Disaggregate quantity by shares.

ixmp.reporting.computations.make_dataframe(*quantities)

Concatenate quantities into a single pd.DataFrame.

ixmp.reporting.computations.load_file(path)

Read the file at path and return its contents.

Some file formats are automatically converted into objects for direct use in reporting code:

  • csv: converted to xarray.DataArray. CSV files must have a ‘value’ column; all others are treated as indices.
ixmp.reporting.computations.sum(quantity, weights=None, dimensions=None)

Sum quantity over dimensions, with optional weights.

ixmp.reporting.computations.write_report(quantity, path)

Write the report identified by key to the file at path.

Utilities

class ixmp.reporting.utils.Key(name, dims=[], tag=None)

A hashable key for a quantity that includes its dimensionality.

Quantities in a Scenario can be indexed by one or more dimensions.
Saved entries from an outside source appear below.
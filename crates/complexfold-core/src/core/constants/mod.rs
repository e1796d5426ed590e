//! Residue-type constant tables.
//!
//! Amino-acid ([`amino_acid`]) and nucleotide ([`nucleotide`]) templates are built once per
//! process on the host and padded into one unified table indexed by butype. Tensor copies of the
//! unified table are materialized per `(dtype, device)` pair through [`ResidueConstantCache`].
//! A cache can also be built around a caller-supplied table of the same shape, e.g. one derived
//! from a curated reference geometry.

pub mod amino_acid;
pub mod nucleotide;

use candle_core::{DType, Device, DeviceLocation, Result, Tensor};
use once_cell::sync::Lazy;
use std::collections::HashMap;
use std::sync::{Arc, RwLock};
use thiserror::Error;
use tracing::debug;

/// Width of the frame axis in the unified table.
pub const NUM_RIGID_GROUPS: usize = nucleotide::NUM_RIGID_GROUPS;
/// Width of the dense atom axis in the unified table.
pub const NUM_DENSE_ATOMS: usize = nucleotide::NUM_DENSE_ATOMS;
/// Number of butype entries in the unified table.
pub const NUM_BUTYPES: usize = amino_acid::RESTYPES.len() + nucleotide::NTTYPES.len();

#[derive(Debug, Error, Clone, PartialEq, Eq)]
pub enum TableError {
    #[error("Table has {found} {axis}, expected {expected}")]
    Shape {
        axis: &'static str,
        expected: usize,
        found: usize,
    },

    #[error("Residue type {restype} has ragged {field} rows")]
    Ragged { restype: usize, field: &'static str },

    #[error("Atom slot {slot} of residue type {restype} points at group {group}")]
    GroupOutOfRange { restype: usize, slot: usize, group: u32 },
}

/// Host-side rigid-group template table, one row per residue type.
#[derive(Debug, Clone, PartialEq)]
pub struct RigidGroupTable {
    /// Default frame of each group relative to its parent, as row-major 4x4 matrices.
    pub default_frames: Vec<Vec<[[f64; 4]; 4]>>,
    /// Rigid group each dense atom slot belongs to.
    pub atom_to_group: Vec<Vec<u32>>,
    /// 1.0 for populated dense atom slots.
    pub atom_mask: Vec<Vec<f64>>,
    /// Atom positions in the local frame of their rigid group.
    pub atom_positions: Vec<Vec<[f64; 3]>>,
}

impl RigidGroupTable {
    pub(crate) fn empty(num_types: usize, num_groups: usize, num_atoms: usize) -> Self {
        Self {
            default_frames: vec![vec![[[0.0; 4]; 4]; num_groups]; num_types],
            atom_to_group: vec![vec![0; num_atoms]; num_types],
            atom_mask: vec![vec![0.0; num_atoms]; num_types],
            atom_positions: vec![vec![[0.0; 3]; num_atoms]; num_types],
        }
    }

    pub fn num_types(&self) -> usize {
        self.default_frames.len()
    }

    pub fn num_groups(&self) -> usize {
        self.default_frames.first().map_or(0, Vec::len)
    }

    pub fn num_atoms(&self) -> usize {
        self.atom_mask.first().map_or(0, Vec::len)
    }

    /// Checks that the table has the unified layout: one row per butype, nine groups and 23
    /// dense atoms per row, and every atom assigned to an existing group.
    pub fn validate_unified(&self) -> std::result::Result<(), TableError> {
        for (axis, expected, found) in [
            ("residue types", NUM_BUTYPES, self.num_types()),
            ("rigid groups", NUM_RIGID_GROUPS, self.num_groups()),
            ("dense atoms", NUM_DENSE_ATOMS, self.num_atoms()),
        ] {
            if expected != found {
                return Err(TableError::Shape {
                    axis,
                    expected,
                    found,
                });
            }
        }
        for found in [
            self.atom_to_group.len(),
            self.atom_mask.len(),
            self.atom_positions.len(),
        ] {
            if found != NUM_BUTYPES {
                return Err(TableError::Shape {
                    axis: "residue types",
                    expected: NUM_BUTYPES,
                    found,
                });
            }
        }

        for restype in 0..NUM_BUTYPES {
            let ragged = [
                ("default_frames", self.default_frames[restype].len() != NUM_RIGID_GROUPS),
                ("atom_to_group", self.atom_to_group[restype].len() != NUM_DENSE_ATOMS),
                ("atom_mask", self.atom_mask[restype].len() != NUM_DENSE_ATOMS),
                ("atom_positions", self.atom_positions[restype].len() != NUM_DENSE_ATOMS),
            ];
            if let Some((field, _)) = ragged.into_iter().find(|(_, bad)| *bad) {
                return Err(TableError::Ragged { restype, field });
            }
            if let Some((slot, &group)) = self.atom_to_group[restype]
                .iter()
                .enumerate()
                .find(|(_, g)| **g as usize >= NUM_RIGID_GROUPS)
            {
                return Err(TableError::GroupOutOfRange {
                    restype,
                    slot,
                    group,
                });
            }
        }
        Ok(())
    }

    /// Concatenates tables along the residue-type axis, zero-padding the group and atom axes to
    /// the widest table.
    pub fn padcat(tables: &[&RigidGroupTable]) -> Self {
        let num_groups = tables.iter().map(|t| t.num_groups()).max().unwrap_or(0);
        let num_atoms = tables.iter().map(|t| t.num_atoms()).max().unwrap_or(0);
        let num_types = tables.iter().map(|t| t.num_types()).sum();

        let mut out = Self::empty(num_types, num_groups, num_atoms);
        let mut row = 0;
        for table in tables {
            for t in 0..table.num_types() {
                out.default_frames[row][..table.num_groups()]
                    .copy_from_slice(&table.default_frames[t]);
                out.atom_to_group[row][..table.num_atoms()].copy_from_slice(&table.atom_to_group[t]);
                out.atom_mask[row][..table.num_atoms()].copy_from_slice(&table.atom_mask[t]);
                out.atom_positions[row][..table.num_atoms()]
                    .copy_from_slice(&table.atom_positions[t]);
                row += 1;
            }
        }
        out
    }
}

/// Amino acids followed by nucleotides, padded to 9 groups and 23 atoms.
pub static UNIFIED_TABLE: Lazy<RigidGroupTable> =
    Lazy::new(|| RigidGroupTable::padcat(&[&*amino_acid::TABLE, &*nucleotide::TABLE]));

/// Tensor copy of [`UNIFIED_TABLE`] on one device in one floating-point precision.
#[derive(Debug, Clone)]
pub struct ResidueConstants {
    /// `[NUM_BUTYPES, 9, 4, 4]`
    pub default_frames: Tensor,
    /// `[NUM_BUTYPES, 23]`, u32
    pub group_idx: Tensor,
    /// `[NUM_BUTYPES, 23, 9]`, one-hot encoding of `group_idx`
    pub group_one_hot: Tensor,
    /// `[NUM_BUTYPES, 23]`
    pub atom_mask: Tensor,
    /// `[NUM_BUTYPES, 23, 3]`
    pub lit_positions: Tensor,
}

impl ResidueConstants {
    pub fn build(table: &RigidGroupTable, dtype: DType, device: &Device) -> Result<Self> {
        let (n_types, n_groups, n_atoms) = (table.num_types(), table.num_groups(), table.num_atoms());

        let frames: Vec<f64> = table
            .default_frames
            .iter()
            .flatten()
            .flat_map(|m| m.iter().flatten().copied())
            .collect();
        let group_idx: Vec<u32> = table.atom_to_group.iter().flatten().copied().collect();
        let one_hot: Vec<f64> = group_idx
            .iter()
            .flat_map(|&g| (0..n_groups).map(move |k| if k == g as usize { 1.0 } else { 0.0 }))
            .collect();
        let mask: Vec<f64> = table.atom_mask.iter().flatten().copied().collect();
        let positions: Vec<f64> = table
            .atom_positions
            .iter()
            .flatten()
            .flat_map(|p| p.iter().copied())
            .collect();

        Ok(Self {
            default_frames: Tensor::from_vec(frames, (n_types, n_groups, 4, 4), device)?
                .to_dtype(dtype)?,
            group_idx: Tensor::from_vec(group_idx, (n_types, n_atoms), device)?,
            group_one_hot: Tensor::from_vec(one_hot, (n_types, n_atoms, n_groups), device)?
                .to_dtype(dtype)?,
            atom_mask: Tensor::from_vec(mask, (n_types, n_atoms), device)?.to_dtype(dtype)?,
            lit_positions: Tensor::from_vec(positions, (n_types, n_atoms, 3), device)?
                .to_dtype(dtype)?,
        })
    }
}

#[derive(Debug, Clone, Copy, PartialEq, Eq, Hash)]
enum DeviceKey {
    Cpu,
    Cuda(usize),
    Metal(usize),
}

impl From<DeviceLocation> for DeviceKey {
    fn from(location: DeviceLocation) -> Self {
        match location {
            DeviceLocation::Cpu => DeviceKey::Cpu,
            DeviceLocation::Cuda { gpu_id } => DeviceKey::Cuda(gpu_id),
            DeviceLocation::Metal { gpu_id } => DeviceKey::Metal(gpu_id),
        }
    }
}

type CacheKey = (&'static str, DeviceKey);

/// Per-(dtype, device) cache of [`ResidueConstants`].
///
/// Entries are built on first request and never mutated afterwards.
#[derive(Debug)]
pub struct ResidueConstantCache {
    table: Arc<RigidGroupTable>,
    entries: RwLock<HashMap<CacheKey, Arc<ResidueConstants>>>,
}

impl Default for ResidueConstantCache {
    fn default() -> Self {
        Self {
            table: Arc::new(UNIFIED_TABLE.clone()),
            entries: RwLock::default(),
        }
    }
}

impl ResidueConstantCache {
    /// Cache over the built-in [`UNIFIED_TABLE`].
    pub fn new() -> Self {
        Self::default()
    }

    /// Cache over a caller-supplied table in the unified layout.
    pub fn with_table(table: RigidGroupTable) -> std::result::Result<Self, TableError> {
        table.validate_unified()?;
        Ok(Self {
            table: Arc::new(table),
            entries: RwLock::default(),
        })
    }

    pub fn table(&self) -> &RigidGroupTable {
        &self.table
    }

    pub fn get_or_build(&self, dtype: DType, device: &Device) -> Result<Arc<ResidueConstants>> {
        let key: CacheKey = (dtype.as_str(), device.location().into());

        if let Some(entry) = self
            .entries
            .read()
            .unwrap_or_else(|poisoned| poisoned.into_inner())
            .get(&key)
        {
            return Ok(Arc::clone(entry));
        }

        let mut entries = self
            .entries
            .write()
            .unwrap_or_else(|poisoned| poisoned.into_inner());
        if let Some(entry) = entries.get(&key) {
            return Ok(Arc::clone(entry));
        }

        debug!(dtype = key.0, device = ?key.1, "Materializing residue constant tables.");
        let built = Arc::new(ResidueConstants::build(&self.table, dtype, device)?);
        entries.insert(key, Arc::clone(&built));
        Ok(built)
    }

    pub fn len(&self) -> usize {
        self.entries
            .read()
            .unwrap_or_else(|poisoned| poisoned.into_inner())
            .len()
    }

    pub fn is_empty(&self) -> bool {
        self.len() == 0
    }
}

#[cfg(test)]
mod tests {
    use super::*;

    #[test]
    fn unified_table_has_expected_shape() {
        let table = &*UNIFIED_TABLE;
        assert_eq!(table.num_types(), NUM_BUTYPES);
        assert_eq!(table.num_groups(), NUM_RIGID_GROUPS);
        assert_eq!(table.num_atoms(), NUM_DENSE_ATOMS);
    }

    #[test]
    fn padcat_zero_pads_amino_acid_rows() {
        let table = &*UNIFIED_TABLE;
        for restype in 0..amino_acid::RESTYPES.len() {
            assert_eq!(table.default_frames[restype][8], [[0.0; 4]; 4]);
            assert!(table.atom_mask[restype][14..].iter().all(|&m| m == 0.0));
        }
        let guanosine = amino_acid::RESTYPES.len() + 2;
        assert_eq!(table.atom_mask[guanosine].iter().sum::<f64>(), 23.0);
    }

    #[test]
    fn padcat_preserves_source_rows() {
        let table = &*UNIFIED_TABLE;
        let offset = amino_acid::RESTYPES.len();
        assert_eq!(table.default_frames[3][..8], amino_acid::TABLE.default_frames[3][..]);
        assert_eq!(
            table.atom_positions[offset + 1],
            nucleotide::TABLE.atom_positions[1]
        );
    }

    #[test]
    fn constants_tensors_have_expected_dims() {
        let constants = ResidueConstants::build(&UNIFIED_TABLE, DType::F32, &Device::Cpu).unwrap();
        assert_eq!(constants.default_frames.dims(), &[24, 9, 4, 4]);
        assert_eq!(constants.group_idx.dims(), &[24, 23]);
        assert_eq!(constants.group_one_hot.dims(), &[24, 23, 9]);
        assert_eq!(constants.atom_mask.dims(), &[24, 23]);
        assert_eq!(constants.lit_positions.dims(), &[24, 23, 3]);
        assert_eq!(constants.default_frames.dtype(), DType::F32);
        assert_eq!(constants.group_idx.dtype(), DType::U32);
    }

    #[test]
    fn one_hot_rows_sum_to_one() {
        let constants = ResidueConstants::build(&UNIFIED_TABLE, DType::F64, &Device::Cpu).unwrap();
        let sums = constants
            .group_one_hot
            .sum(2)
            .unwrap()
            .flatten_all()
            .unwrap()
            .to_vec1::<f64>()
            .unwrap();
        assert!(sums.iter().all(|&s| s == 1.0));
    }

    #[test]
    fn cache_builds_once_per_dtype_and_device() {
        let cache = ResidueConstantCache::new();
        assert!(cache.is_empty());

        let first = cache.get_or_build(DType::F32, &Device::Cpu).unwrap();
        let again = cache.get_or_build(DType::F32, &Device::Cpu).unwrap();
        assert!(Arc::ptr_eq(&first, &again));
        assert_eq!(cache.len(), 1);

        let double = cache.get_or_build(DType::F64, &Device::Cpu).unwrap();
        assert!(!Arc::ptr_eq(&first, &double));
        assert_eq!(double.default_frames.dtype(), DType::F64);
        assert_eq!(cache.len(), 2);
    }

    #[test]
    fn built_in_table_has_the_unified_layout() {
        assert_eq!(UNIFIED_TABLE.validate_unified(), Ok(()));
    }

    #[test]
    fn cache_builds_from_a_supplied_table() {
        let mut table = UNIFIED_TABLE.clone();
        let adenosine = amino_acid::RESTYPES.len();
        table.atom_positions[adenosine][12] = [1.0, 2.0, 3.0];

        let cache = ResidueConstantCache::with_table(table).unwrap();
        let constants = cache.get_or_build(DType::F64, &Device::Cpu).unwrap();

        let n9 = constants
            .lit_positions
            .get(adenosine)
            .unwrap()
            .get(12)
            .unwrap()
            .to_vec1::<f64>()
            .unwrap();
        assert_eq!(n9, vec![1.0, 2.0, 3.0]);
        assert_eq!(cache.table().atom_positions[adenosine][12], [1.0, 2.0, 3.0]);
    }

    #[test]
    fn supplied_tables_must_match_the_unified_layout() {
        let nucleotides_only = nucleotide::TABLE.clone();
        assert_eq!(
            ResidueConstantCache::with_table(nucleotides_only).unwrap_err(),
            TableError::Shape {
                axis: "residue types",
                expected: NUM_BUTYPES,
                found: nucleotide::NTTYPES.len(),
            }
        );

        let mut table = UNIFIED_TABLE.clone();
        table.atom_mask[5].pop();
        assert_eq!(
            table.validate_unified(),
            Err(TableError::Ragged {
                restype: 5,
                field: "atom_mask"
            })
        );

        let mut table = UNIFIED_TABLE.clone();
        table.atom_to_group[2][0] = 9;
        assert_eq!(
            table.validate_unified(),
            Err(TableError::GroupOutOfRange {
                restype: 2,
                slot: 0,
                group: 9
            })
        );
    }
}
For example, a parameter with three dimensions can be initialized with:

>>> scenario.init_par('foo', ['a', 'b', 'c'], ['apple', 'bird', 'car'])

Computations for this scenario might use the quantity foo in different ways:

  1. in its full resolution, i.e. indexed by a, b, and c;
  2. aggregated (e.g. summed) over any one dimension, e.g. aggregated over c and thus indexed by a and b;
  3. aggregated over any two dimensions; etc.

A Key for (1) will hash, display, and evaluate as equal to 'foo:a-b-c'. A Key for (2) corresponds to 'foo:a-b', and so forth.

Keys may be generated concisely by defining a convenience method:

>>> def foo(dims):
>>>     return Key('foo', dims.split(''))
>>> foo('a b')
foo:a-b
classmethod from_str_or_key(value, drop=None, append=None, tag=None)

Return a new Key from value.

iter_sums()

Yield (key, task) for all possible partial sums of the Key.

classmethod product(new_name, *keys)

Return a new Key that has the union of dimensions on keys.

Dimensions are ordered by their first appearance.

class ixmp.reporting.utils.AttrSeries(*args, **kwargs)

pandas.Series subclass imitating xarray.DataArray.

Future versions of ixmp.reporting will use xarray.DataArray as Quantity; however, because xarray currently lacks sparse matrix support, ixmp quantities may be too large for memory.

The AttrSeries class provides similar methods and behaviour to xarray.DataArray, such as an attrs dictionary for metadata, so that ixmp.reporting.computations methods can use xarray-like syntax.

ixmp.reporting.utils.Quantity

alias of ixmp.reporting.utils.AttrSeries

ixmp.reporting.utils.clean_units(input_string)

Tolerate messy strings for units.

Handles two specific cases found in MESSAGEix test cases:

  • Dimensions enclosed in ‘[]’ have these characters stripped.
  • The ‘%’ symbol cannot be supported by pint, because it is a Python operator; it is translated to ‘percent’.
ixmp.reporting.utils.collect_units(*args)

Return an list of ‘_unit’ attributes for args.

ixmp.reporting.utils.data_for_quantity(ix_type, name, column, scenario, filters=None)

Retrieve data from scenario.

Parameters:
  • ix_type ('equ' or 'par' or 'var') – Type of the ixmp object.
  • name (str) – Name of the ixmp object.
  • column ('mrg' or 'lvl' or 'value') – Data to retrieve. ‘mrg’ and ‘lvl’ are valid only for ix_type='equ', and ‘level’ otherwise.
  • scenario (ixmp.Scenario) – Scenario containing data to be retrieved.
  • filters (dict, optional) – Mapping from dimensions to iterables of allowed values along each dimension.
Returns:

Data for name.

Return type:

Quantity

ixmp.reporting.utils.keys_for_quantity(ix_type, name, scenario)

Iterate over keys for name in scenario.